Video
Author(s):
Edith A. Perez, MD, from the Mayo Clinic Cancer Center, Florida, reviews clinical trials that are investigating the optimal adjuvant treatment for patients with breast cancer.
Edith A. Perez, MD, deputy director, Mayo Clinic Cancer Center, Florida, director, Breast Program, Serene M. and Frances C. Durling Professor of Medicine, Mayo Medical School, reviews clinical trials that are investigating the optimal adjuvant treatment for patients with breast cancer.
Perez details the N9831 trial that studied adjuvant chemotherapy with or without trastuzumab in women with HER2-positive breast cancer. In the trial, patients received doxorubicin plus cyclophosphamide followed by paclitaxel with or without trastuzumab. Results from this trial indicated that administering an anthracycline followed by a taxane plus trastuzumab renders the best results in this setting, Perez explains.

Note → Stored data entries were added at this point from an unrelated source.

// SPDX-License-Identifier: AGPL-3.0-or-later
//
// Copyright (C) 2026 Relational Network

//! Key directory: identity → currently registered encryption public key.
//!
//! One record per identity. Re-registering overwrites the previous key;
//! there is no history and no rotation tracking. Identity format is not
//! validated here.

use std::sync::Arc;

use redb::ReadableDatabase;

use super::{KeyCache, Storage, REGISTERED_KEYS};
use crate::crypto::KEY_LENGTH;
use crate::error::NoteError;
use crate::models::{now_millis, RegisteredKey};

/// Repository for registered encryption keys.
#[derive(Clone)]
pub struct KeyDirectory {
    storage: Storage,
    cache: Arc<KeyCache>,
}

impl KeyDirectory {
    pub fn new(storage: Storage, cache: KeyCache) -> Self {
        Self {
            storage,
            cache: Arc::new(cache),
        }
    }

    /// Register (or replace) the encryption public key for `identity`.
    pub fn register(&self, identity: &str, public_key: &[u8]) -> Result<RegisteredKey, NoteError> {
        let encryption_public_key: [u8; KEY_LENGTH] = public_key.try_into().map_err(|_| {
            NoteError::InvalidKey(format!(
                "encryption public key must be {KEY_LENGTH} bytes, got {}",
                public_key.len()
            ))
        })?;

        let record = RegisteredKey {
            identity: identity.to_string(),
            encryption_public_key,
            registered_at: now_millis(),
        };
        let json = serde_json::to_vec(&record).map_err(|e| NoteError::Storage(e.into()))?;

        let write_txn = self.storage.db().begin_write().map_err(db_err)?;
        {
            let mut table = write_txn.open_table(REGISTERED_KEYS).map_err(db_err)?;
            table.insert(identity, json.as_slice()).map_err(db_err)?;
        }
        write_txn.commit().map_err(db_err)?;

        self.cache.replace(record.clone());
        tracing::info!(identity = %identity, "Registered encryption key");
        Ok(record)
    }

    /// Look up the key registered for `identity`.
    pub fn lookup(&self, identity: &str) -> Result<Option<RegisteredKey>, NoteError> {
        if let Some(cached) = self.cache.get(identity) {
            return Ok(Some(cached));
        }

        let read_txn = self.storage.db().begin_read().map_err(db_err)?;
        let table = read_txn.open_table(REGISTERED_KEYS).map_err(db_err)?;
        let record = match table.get(identity).map_err(db_err)? {
            Some(value) => {
                let record: RegisteredKey = serde_json::from_slice(value.value())
                    .map_err(|e| NoteError::Storage(e.into()))?;
                Some(record)
            }
            None => None,
        };

        if let Some(record) = &record {
            self.cache.put(record.clone());
        }
        Ok(record)
    }

    /// Like [`lookup`](Self::lookup), but absence is `NotFound`.
    pub fn require(&self, identity: &str) -> Result<RegisteredKey, NoteError> {
        self.lookup(identity)?
            .ok_or_else(|| NoteError::NotFound(format!("Encryption key for {identity}")))
    }
}

fn db_err(e: impl Into<super::StorageError>) -> NoteError {
    NoteError::Storage(e.into())
}
// SPDX-License-Identifier: AGPL-3.0-or-later
//
// Copyright (C) 2026 Relational Network

use crate::config::Config;
use crate::lifecycle::NoteLifecycle;
use crate::storage::{KeyCache, KeyDirectory, NoteStore, Storage, StorageResult};

/// Everything an API layer needs, built once at startup over a single
/// storage handle.
#[derive(Clone)]
pub struct AppState {
    pub storage: Storage,
    pub notes: NoteLifecycle,
    pub keys: KeyDirectory,
}

impl AppState {
    /// Open the database named by `config` and wire up the services.
    pub fn open(config: &Config) -> StorageResult<Self> {
        let storage = Storage::open(&config.db_path())?;
        Ok(Self::new(storage, config))
    }

    pub fn new(storage: Storage, config: &Config) -> Self {
        Self {
            notes: NoteLifecycle::new(NoteStore::new(storage.clone())),
            keys: KeyDirectory::new(
                storage.clone(),
                KeyCache::new(config.key_cache_capacity, config.key_cache_ttl),
            ),
            storage,
        }
    }
}

#[cfg(test)]
mod tests {
    use super::*;
    use crate::crypto::{decrypt, encrypt, EncryptionKeypair};
    use crate::models::NewNote;

    #[test]
    fn services_share_one_database() {
        let dir = tempfile::tempdir().unwrap();
        let config = Config {
            data_dir: dir.path().to_path_buf(),
            ..Config::default()
        };
        let state = AppState::open(&config).unwrap();
        assert_eq!(state.storage.path(), config.db_path().as_path());

        // Recipient registers, sender looks up and sends, recipient reads once.
        let recipient = EncryptionKeypair::generate();
        state.keys.register("0xrecipient", recipient.public_key()).unwrap();

        let key = state.keys.require("0xrecipient").unwrap();
        let note = state
            .notes
            .create(NewNote {
                payload: encrypt("hello", &key.encryption_public_key).unwrap(),
                recipient_identity: key.identity.clone(),
                self_destruct: true,
                max_reads: Some(1),
            })
            .unwrap();

        let fetched = state.notes.fetch(&note.id).unwrap();
        assert_eq!(decrypt(&fetched.payload, recipient.secret_key()).unwrap(), "hello");
        assert!(state.notes.record_successful_decrypt(&note.id).unwrap().destroyed);
    }
}
use crate::ui::inbox::Route;
use crate::ui::theme::{GLOBAL_BORDER, HEADER_TEXT};
use ratatui::layout::{Alignment, Rect};
use ratatui::style::{Modifier, Style};
use ratatui::text::{Line, Span};
use ratatui::widgets::{Block, Borders, Paragraph};

const VERSION: &str = env!("CARGO_PKG_VERSION");

pub struct Footer {
    route: Route,
}

impl Footer {
    pub fn new(route: Route) -> Self {
        Self { route }
    }

    fn hints(&self) -> &'static str {
        match self.route {
            Route::Form => {
                " Tab: Next field │ Enter: Next/New line │ Ctrl+S: Submit │ Ctrl+O: Messages │ Ctrl+Q: Quit"
            }
            Route::Messages => {
                " ↑/↓: Select │ Enter: Mark read │ Ctrl+N: New message │ Ctrl+Q: Quit"
            }
        }
    }

    pub fn widget(&self, area: Rect) -> Paragraph<'static> {
        let hints = self.hints();
        let version = format!("v{} ", VERSION);

        // Char count, not byte count: the hints contain box-drawing glyphs
        let hints_width = hints.chars().count();
        let version_width = version.chars().count();
        let content_width = area.width.saturating_sub(2) as usize;
        let padding = content_width
            .saturating_sub(hints_width)
            .saturating_sub(version_width);

        let text_style = Style::default().fg(HEADER_TEXT).add_modifier(Modifier::DIM);

        let line = Line::from(vec![
            Span::styled(hints, text_style),
            Span::styled(" ".repeat(padding), text_style),
            Span::styled(version, text_style),
        ]);

        Paragraph::new(line)
            .style(text_style)
            .alignment(Alignment::Left)
            .block(
                Block::default()
                    .borders(Borders::ALL)
                    .border_style(Style::default().fg(GLOBAL_BORDER)),
            )
    }
}
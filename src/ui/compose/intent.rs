use crate::ui::compose::state::FormError;
use crate::ui::mvi::Intent;

#[derive(Debug, Clone, PartialEq)]
pub enum ComposeIntent {
    /// Type a character into the focused field.
    Insert(char),
    /// Insert pasted text into the focused field.
    Paste(String),
    Backspace,
    /// Enter key. Moves from subject to body; inserts a line break in body.
    Newline,
    FocusNext,
    FocusPrev,
    /// Submission was blocked by a missing field.
    Reject(FormError),
    /// Clear the draft after a successful submission.
    Reset,
}

impl Intent for ComposeIntent {}
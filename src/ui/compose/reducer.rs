use crate::ui::compose::intent::ComposeIntent;
use crate::ui::compose::state::{ComposeField, ComposeState};
use crate::ui::mvi::Reducer;

pub struct ComposeReducer;

impl Reducer for ComposeReducer {
    type State = ComposeState;
    type Intent = ComposeIntent;

    fn reduce(state: Self::State, intent: Self::Intent) -> Self::State {
        match intent {
            ComposeIntent::Insert(ch) => edit(state, |text| text.push(ch)),
            ComposeIntent::Paste(text) => {
                let focus = state.focus;
                edit(state, |field| match focus {
                    // Subject is a single line
                    ComposeField::Subject => field.extend(
                        text.chars()
                            .filter(|ch| *ch != '\r')
                            .map(|ch| if ch == '\n' { ' ' } else { ch }),
                    ),
                    ComposeField::Body => field.extend(text.chars().filter(|ch| *ch != '\r')),
                })
            }
            ComposeIntent::Backspace => edit(state, |text| {
                text.pop();
            }),
            ComposeIntent::Newline => match state.focus {
                ComposeField::Subject => ComposeState {
                    focus: ComposeField::Body,
                    ..state
                },
                ComposeField::Body => edit(state, |text| text.push('\n')),
            },
            ComposeIntent::FocusNext => ComposeState {
                focus: state.focus.next(),
                ..state
            },
            ComposeIntent::FocusPrev => ComposeState {
                focus: state.focus.prev(),
                ..state
            },
            ComposeIntent::Reject(error) => ComposeState {
                focus: error.field(),
                error: Some(error),
                ..state
            },
            ComposeIntent::Reset => ComposeState::default(),
        }
    }
}

/// Apply `change` to the focused field and clear any pending error.
fn edit(mut state: ComposeState, change: impl FnOnce(&mut String)) -> ComposeState {
    let text = match state.focus {
        ComposeField::Subject => &mut state.subject,
        ComposeField::Body => &mut state.body,
    };
    change(text);
    state.error = None;
    state
}
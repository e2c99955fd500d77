use crate::ui::inbox::{InboxState, Route};
use crate::ui::theme::{ACCENT, GLOBAL_BORDER, HEADER_SEPARATOR, HEADER_TEXT, UNREAD};
use ratatui::style::{Modifier, Style};
use ratatui::text::{Line, Span};
use ratatui::widgets::{Block, Borders, Paragraph};

/// Navigation bar: a link to the message list showing the unread count,
/// and a link to the compose form. The active route is highlighted.
pub struct Nav<'a> {
    state: &'a InboxState,
}

impl<'a> Nav<'a> {
    pub fn new(state: &'a InboxState) -> Self {
        Self { state }
    }

    pub fn widget(&self) -> Paragraph<'static> {
        let separator_style = Style::default().fg(HEADER_SEPARATOR);
        let hotkey_style = Style::default().fg(HEADER_TEXT).add_modifier(Modifier::DIM);
        let messages_style = self.link_style(Route::Messages);
        let count_style = if self.state.has_unread() {
            messages_style.fg(UNREAD).add_modifier(Modifier::BOLD)
        } else {
            messages_style
        };

        let line = Line::from(vec![
            Span::raw("  "),
            Span::styled("Messages (", messages_style),
            Span::styled(self.state.unread_messages.to_string(), count_style),
            Span::styled(" new)", messages_style),
            Span::styled(" Ctrl+O", hotkey_style),
            Span::styled("  │  ", separator_style),
            Span::styled("Add new message", self.link_style(Route::Form)),
            Span::styled(" Ctrl+N", hotkey_style),
        ]);

        Paragraph::new(line).block(
            Block::default()
                .borders(Borders::TOP | Borders::BOTTOM)
                .border_style(Style::default().fg(GLOBAL_BORDER)),
        )
    }

    fn link_style(&self, route: Route) -> Style {
        if self.state.route == route {
            Style::default()
                .fg(ACCENT)
                .add_modifier(Modifier::BOLD | Modifier::UNDERLINED)
        } else {
            Style::default().fg(HEADER_TEXT)
        }
    }
}
//! Reducer trait for the MVI architecture.

use super::intent::Intent;
use super::state::UiState;

/// Reducer transforms state based on intents.
///
/// The reducer is the only place where state transitions happen.
/// It must be a pure function: (State, Intent) -> State. No I/O, no logging,
/// no clocks; side effects belong to whoever dispatches.
pub trait Reducer {
    /// The state type this reducer operates on.
    type State: UiState;

    /// The intent type this reducer handles.
    type Intent: Intent;

    /// Consume the current state and an intent, return the next state.
    fn reduce(state: Self::State, intent: Self::Intent) -> Self::State;
}
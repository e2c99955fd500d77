use ratatui::style::Color;

pub const ACCENT: Color = Color::Rgb(0xda, 0x77, 0x56);
pub const GLOBAL_BORDER: Color = Color::Rgb(0x40, 0x40, 0x40);
pub const HEADER_TEXT: Color = Color::Rgb(0xe5, 0xe5, 0xe5);
pub const HEADER_SEPARATOR: Color = Color::Rgb(0x6b, 0x72, 0x80);
pub const UNREAD: Color = Color::Rgb(0x22, 0xc5, 0x5e);
pub const ERROR: Color = Color::Rgb(0xef, 0x44, 0x44);
pub const ACTIVE_HIGHLIGHT: Color = Color::Rgb(0x26, 0x26, 0x26);
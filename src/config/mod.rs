pub mod loader;
pub mod types;

pub use loader::ConfigError;
pub use types::{Config, LoggingConfig, UiConfig};
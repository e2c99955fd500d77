//! Compose form feature module.
//!
//! Holds the local draft (subject, body, focused field) and the
//! required-field check that gates submission. The inbox reducer never
//! validates; this form is the only place empty messages are rejected.

mod intent;
mod reducer;
mod state;

pub use intent::ComposeIntent;
pub use reducer::ComposeReducer;
pub use state::{ComposeField, ComposeState, Draft, FormError};
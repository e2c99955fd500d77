use crate::ui::app::App;
use crate::ui::compose::ComposeIntent;
use crate::ui::inbox::Route;
use crossterm::event::{KeyCode, KeyEvent, KeyEventKind, KeyModifiers};

/// Translate a key press into calls on the app.
///
/// Navigation and quit work on every route; everything else is routed to
/// the handler of the active view.
pub fn handle_key(app: &mut App, key: KeyEvent) {
    if key.kind != KeyEventKind::Press {
        return;
    }

    if is_ctrl_char(key, 'q') || is_ctrl_char(key, 'c') {
        app.request_quit();
        return;
    }
    if is_ctrl_char(key, 'o') {
        app.show_messages();
        return;
    }
    if is_ctrl_char(key, 'n') {
        app.show_form();
        return;
    }

    match app.route() {
        Route::Form => handle_form_key(app, key),
        Route::Messages => handle_messages_key(app, key),
    }
}

fn handle_form_key(app: &mut App, key: KeyEvent) {
    if is_ctrl_char(key, 's') {
        app.submit_form();
        return;
    }

    let intent = match key.code {
        KeyCode::Tab => ComposeIntent::FocusNext,
        KeyCode::BackTab => ComposeIntent::FocusPrev,
        KeyCode::Enter => ComposeIntent::Newline,
        KeyCode::Backspace => ComposeIntent::Backspace,
        KeyCode::Char(ch)
            if !key
                .modifiers
                .intersects(KeyModifiers::CONTROL | KeyModifiers::ALT) =>
        {
            ComposeIntent::Insert(ch)
        }
        _ => return,
    };
    app.edit_form(intent);
}

fn handle_messages_key(app: &mut App, key: KeyEvent) {
    match key.code {
        KeyCode::Up | KeyCode::Char('k') => app.move_selection(-1),
        KeyCode::Down | KeyCode::Char('j') => app.move_selection(1),
        KeyCode::Enter | KeyCode::Char(' ') => {
            app.activate_selected();
        }
        _ => {}
    }
}

fn is_ctrl_char(key: KeyEvent, needle: char) -> bool {
    matches!(key.code, KeyCode::Char(ch) if ch.eq_ignore_ascii_case(&needle))
        && key.modifiers.contains(KeyModifiers::CONTROL)
        && !key.modifiers.contains(KeyModifiers::SHIFT)
}
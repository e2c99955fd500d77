use anyhow::Context;
use clap::Parser;
use mailroom::cli::Cli;

fn main() -> anyhow::Result<()> {
    let cli = Cli::parse();
    mailroom::run(&cli).context("mailroom exited with an error")
}
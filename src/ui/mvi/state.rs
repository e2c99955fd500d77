//! Base trait for UI state in the MVI architecture.

use std::fmt::Debug;

/// Marker trait for UI state objects.
///
/// States are values: a reducer consumes one and produces the next, so an
/// old state a caller kept (by cloning) is never affected by a transition.
/// `Default` is the initial state and lets the store move the current value
/// out while the reducer runs.
pub trait UiState: Clone + PartialEq + Default + Debug + Send + 'static {}
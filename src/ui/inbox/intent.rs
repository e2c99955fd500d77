use crate::ui::inbox::state::{Message, Route};
use crate::ui::mvi::Intent;

#[derive(Debug, Clone, PartialEq)]
pub enum InboxIntent {
    /// Append a new unread message. Fields are stored as given.
    AddMessage { subject: String, body: String },
    /// Mark `message` read and move it to the end of the list.
    /// Carries the full current value of the message, not just its id.
    MarkMessageRead { message: Message },
    ChangeRoute { route: Route },
}

impl Intent for InboxIntent {}
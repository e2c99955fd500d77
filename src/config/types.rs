use serde::{Deserialize, Serialize};
use std::path::PathBuf;
use std::time::Duration;

/// Root configuration container. Every section is optional in the file.
#[derive(Debug, Clone, Default, PartialEq, Serialize, Deserialize)]
pub struct Config {
    #[serde(default)]
    pub ui: UiConfig,
    #[serde(default)]
    pub logging: LoggingConfig,
}

/// Terminal UI settings.
#[derive(Debug, Clone, PartialEq, Serialize, Deserialize)]
pub struct UiConfig {
    /// How long the event loop waits for input before redrawing (default: 250).
    #[serde(default = "default_tick_rate_ms")]
    pub tick_rate_ms: u64,
}

/// Log output settings.
#[derive(Debug, Clone, PartialEq, Serialize, Deserialize)]
pub struct LoggingConfig {
    /// `EnvFilter` directive, e.g. "info" or "mailroom=debug" (default: "info").
    /// `RUST_LOG` takes precedence when set.
    #[serde(default = "default_log_level")]
    pub level: String,
    /// Log file. Without one nothing is logged: stdout belongs to the UI.
    #[serde(default)]
    pub file: Option<PathBuf>,
}

fn default_tick_rate_ms() -> u64 {
    250
}

fn default_log_level() -> String {
    "info".to_string()
}

impl UiConfig {
    pub fn tick_rate(&self) -> Duration {
        Duration::from_millis(self.tick_rate_ms)
    }
}

impl Default for UiConfig {
    fn default() -> Self {
        Self {
            tick_rate_ms: default_tick_rate_ms(),
        }
    }
}

impl Default for LoggingConfig {
    fn default() -> Self {
        Self {
            level: default_log_level(),
            file: None,
        }
    }
}
//! Reducer for the inbox.

use crate::ui::inbox::intent::InboxIntent;
use crate::ui::inbox::state::{InboxState, Message};
use crate::ui::mvi::Reducer;

/// Pure transition function for [`InboxState`].
///
/// Marking a message read is idempotent: an already-read or unknown id
/// leaves the state untouched, so `unread_messages` never drifts from the
/// actual count of unread messages.
pub struct InboxReducer;

impl Reducer for InboxReducer {
    type State = InboxState;
    type Intent = InboxIntent;

    fn reduce(state: Self::State, intent: Self::Intent) -> Self::State {
        match intent {
            InboxIntent::AddMessage { subject, body } => {
                let InboxState {
                    route,
                    mut messages,
                    unread_messages,
                } = state;
                let id = messages.len();
                messages.push(Message {
                    id,
                    subject,
                    body,
                    read: false,
                });
                InboxState {
                    route,
                    messages,
                    unread_messages: unread_messages + 1,
                }
            }
            InboxIntent::MarkMessageRead { message } => {
                let is_unread = state
                    .message(message.id)
                    .is_some_and(|current| !current.read);
                if !is_unread {
                    return state;
                }

                let InboxState {
                    route,
                    mut messages,
                    unread_messages,
                } = state;
                messages.retain(|current| current.id != message.id);
                messages.push(Message {
                    read: true,
                    ..message
                });
                InboxState {
                    route,
                    messages,
                    unread_messages: unread_messages.saturating_sub(1),
                }
            }
            InboxIntent::ChangeRoute { route } => InboxState { route, ..state },
        }
    }
}

#[cfg(test)]
mod tests {
    use super::*;
    use crate::ui::inbox::state::Route;

    fn add(state: InboxState, subject: &str, body: &str) -> InboxState {
        InboxReducer::reduce(
            state,
            InboxIntent::AddMessage {
                subject: subject.to_string(),
                body: body.to_string(),
            },
        )
    }

    #[test]
    fn add_keeps_route() {
        let state = InboxState {
            route: Route::Messages,
            ..InboxState::default()
        };
        let state = add(state, "a", "b");
        assert_eq!(state.route, Route::Messages);
    }

    #[test]
    fn add_stores_empty_fields_unchanged() {
        let state = add(InboxState::default(), "", "");
        assert_eq!(state.messages[0].subject, "");
        assert_eq!(state.messages[0].body, "");
        assert_eq!(state.unread_messages, 1);
    }

    #[test]
    fn mark_read_uses_payload_content() {
        let state = add(InboxState::default(), "old", "body");
        let mut payload = state.messages[0].clone();
        payload.subject = "edited".to_string();

        let state = InboxReducer::reduce(state, InboxIntent::MarkMessageRead { message: payload });
        assert_eq!(state.messages[0].subject, "edited");
        assert!(state.messages[0].read);
    }

    #[test]
    fn mark_read_unknown_id_is_noop() {
        let state = add(InboxState::default(), "a", "b");
        let ghost = Message {
            id: 42,
            subject: "ghost".to_string(),
            body: String::new(),
            read: false,
        };
        let next = InboxReducer::reduce(
            state.clone(),
            InboxIntent::MarkMessageRead { message: ghost },
        );
        assert_eq!(next, state);
    }

    #[test]
    fn mark_read_keeps_ids_unique_for_later_adds() {
        let state = add(InboxState::default(), "a", "1");
        let state = add(state, "b", "2");
        let first = state.messages[0].clone();
        let state = InboxReducer::reduce(state, InboxIntent::MarkMessageRead { message: first });
        let state = add(state, "c", "3");

        let mut ids: Vec<usize> = state.messages.iter().map(|m| m.id).collect();
        ids.sort_unstable();
        assert_eq!(ids, vec![0, 1, 2]);
    }

    #[test]
    fn inconsistent_counter_does_not_underflow() {
        let state = InboxState {
            route: Route::Messages,
            messages: vec![Message {
                id: 0,
                subject: "s".to_string(),
                body: "b".to_string(),
                read: false,
            }],
            unread_messages: 0,
        };
        let message = state.messages[0].clone();
        let state = InboxReducer::reduce(state, InboxIntent::MarkMessageRead { message });
        assert_eq!(state.unread_messages, 0);
    }
}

The goal of current adjuvant studies is to determine if dual HER2 inhibition is efficacious. To test this theory, the ALTTO trial is examining the addition of lapatinib to trastuzumab in the adjuvant treatment of HER2-positive metastatic breast cancer. Perez notes that data on this combination is expected within the next year-and-a-half.
Perez mentions that other adjuvant trials are evaluating the combination of trastuzumab and pertuzumab, a HER2 dimerization inhibitor. Additionally, the evaluation of the HER2-targeted antibody-drug conjugate T-DM1 in the adjuvant setting will likely be the focus of future research.